Records shown
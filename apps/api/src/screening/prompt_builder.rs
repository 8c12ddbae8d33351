//! Prompt Builder — turns a job description and ordered submissions into the
//! single scoring prompt sent to the backend.
//!
//! Each submission is wrapped in `=== RESUME N (id: …) ===` markers, where `N`
//! is the 1-based position in the submission list. The backend is told to echo
//! `N` as `resume_number`, which the validator uses to recover `source_index`.

use std::collections::HashSet;

use crate::screening::models::{CandidateSubmission, Recommendation};
use crate::screening::pipeline::ScreeningError;
use crate::screening::prompts::{
    RESUMES_HEADING, RESUME_BLOCK_END, RESUME_BLOCK_START, SCORING_OUTPUT_INSTRUCTIONS,
    SCORING_PROMPT_HEADER,
};

/// Builds the scoring prompt. Pure; fails only on invalid input.
pub fn build_prompt(
    job_description: &str,
    submissions: &[CandidateSubmission],
) -> Result<String, ScreeningError> {
    if job_description.trim().is_empty() {
        return Err(ScreeningError::InvalidInput(
            "job description cannot be empty".to_string(),
        ));
    }
    if submissions.is_empty() {
        return Err(ScreeningError::InvalidInput(
            "at least one candidate submission is required".to_string(),
        ));
    }

    let mut seen = HashSet::with_capacity(submissions.len());
    for submission in submissions {
        if !seen.insert(submission.id.as_str()) {
            return Err(ScreeningError::InvalidInput(format!(
                "duplicate submission id '{}'",
                submission.id
            )));
        }
    }

    let resume_count = submissions.len().to_string();
    let body_len: usize = submissions.iter().map(|s| s.raw_text.len() + 64).sum();

    // Pieces are appended rather than substituted so that user text can
    // never be mistaken for a template placeholder.
    let mut prompt = String::with_capacity(
        SCORING_PROMPT_HEADER.len()
            + job_description.len()
            + body_len
            + SCORING_OUTPUT_INSTRUCTIONS.len(),
    );
    prompt.push_str(SCORING_PROMPT_HEADER);
    prompt.push_str(job_description.trim());
    prompt.push_str("\n\n");
    prompt.push_str(&RESUMES_HEADING.replace("{resume_count}", &resume_count));

    for (index, submission) in submissions.iter().enumerate() {
        let label = (index + 1).to_string();
        prompt.push('\n');
        prompt.push_str(
            &RESUME_BLOCK_START
                .replace("{label}", &label)
                .replace("{id}", &submission.id),
        );
        prompt.push('\n');
        prompt.push_str(submission.raw_text.trim());
        prompt.push('\n');
        prompt.push_str(&RESUME_BLOCK_END.replace("{label}", &label));
        prompt.push('\n');
    }

    let recommendations = Recommendation::ALL
        .iter()
        .map(|r| format!("\"{}\"", r.as_str()))
        .collect::<Vec<_>>()
        .join(" / ");

    prompt.push('\n');
    prompt.push_str(
        &SCORING_OUTPUT_INSTRUCTIONS
            .replace("{resume_count}", &resume_count)
            .replace("{recommendations}", &recommendations),
    );

    Ok(prompt)
}
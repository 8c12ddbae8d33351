//! Batched résumé screening: one prompt for every candidate, one backend
//! call, then tolerant per-record validation and a deterministic ranking.

pub mod backend;
pub mod export;
pub mod extractor;
pub mod handlers;
pub mod models;
pub mod pipeline;
pub mod prompt_builder;
pub mod prompts;
pub mod ranking;
pub mod store;
pub mod validator;
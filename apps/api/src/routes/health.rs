use axum::Json;
use serde_json::{json, Value};

/// GET /health
/// Returns a simple status object with service version.
pub async fn health_handler() -> Json<Value> {
    Json(json!({
        "status": "ok",
        "version": env!("CARGO_PKG_VERSION"),
        "service": "candidate-screener"
    }))
}
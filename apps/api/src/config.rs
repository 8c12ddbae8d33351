use std::str::FromStr;
use std::time::Duration;

use anyhow::{bail, Context, Result};

const DEFAULT_SCORING_TIMEOUT_SECS: u64 = 120;
const DEFAULT_MAX_UPLOAD_BYTES: usize = 20 * 1024 * 1024;

/// Application configuration loaded from environment variables.
/// Fails at startup if required variables are missing or malformed.
#[derive(Debug, Clone)]
pub struct Config {
    pub database_url: String,
    pub s3_bucket: String,
    pub s3_endpoint: String,
    pub aws_access_key_id: String,
    pub aws_secret_access_key: String,
    pub anthropic_api_key: String,
    pub port: u16,
    pub rust_log: String,
    /// Upper bound on one scoring backend call.
    pub scoring_timeout_secs: u64,
    pub max_upload_bytes: usize,
}

impl Config {
    pub fn from_env() -> Result<Self> {
        dotenvy::dotenv().ok(); // load .env if present; ignore if missing

        let scoring_timeout_secs =
            optional_env("SCORING_TIMEOUT_SECS", DEFAULT_SCORING_TIMEOUT_SECS)?;
        if scoring_timeout_secs == 0 {
            bail!("SCORING_TIMEOUT_SECS must be greater than zero");
        }

        Ok(Config {
            database_url: require_env("DATABASE_URL")?,
            s3_bucket: require_env("S3_BUCKET")?,
            s3_endpoint: require_env("S3_ENDPOINT")?,
            aws_access_key_id: require_env("AWS_ACCESS_KEY_ID")?,
            aws_secret_access_key: require_env("AWS_SECRET_ACCESS_KEY")?,
            anthropic_api_key: require_env("ANTHROPIC_API_KEY")?,
            port: optional_env("PORT", 8080)?,
            rust_log: std::env::var("RUST_LOG").unwrap_or_else(|_| "info".to_string()),
            scoring_timeout_secs,
            max_upload_bytes: optional_env("MAX_UPLOAD_BYTES", DEFAULT_MAX_UPLOAD_BYTES)?,
        })
    }

    pub fn scoring_timeout(&self) -> Duration {
        Duration::from_secs(self.scoring_timeout_secs)
    }
}

fn require_env(key: &str) -> Result<String> {
    std::env::var(key).with_context(|| format!("Required environment variable '{key}' is not set"))
}

fn optional_env<T>(key: &str, default: T) -> Result<T>
where
    T: FromStr,
    T::Err: std::error::Error + Send + Sync + 'static,
{
    match std::env::var(key) {
        Ok(raw) => raw
            .trim()
            .parse::<T>()
            .with_context(|| format!("{key} must be a valid number, got '{raw}'")),
        Err(_) => Ok(default),
    }
}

Goal of the exercise
Among the lines above, find each one containing the string "iter" and copy it.

Solution for this task
    let body_len: usize = submissions.iter().map(|s| s.raw_text.len() + 64).sum();
    for (index, submission) in submissions.iter().enumerate() {
        .iter()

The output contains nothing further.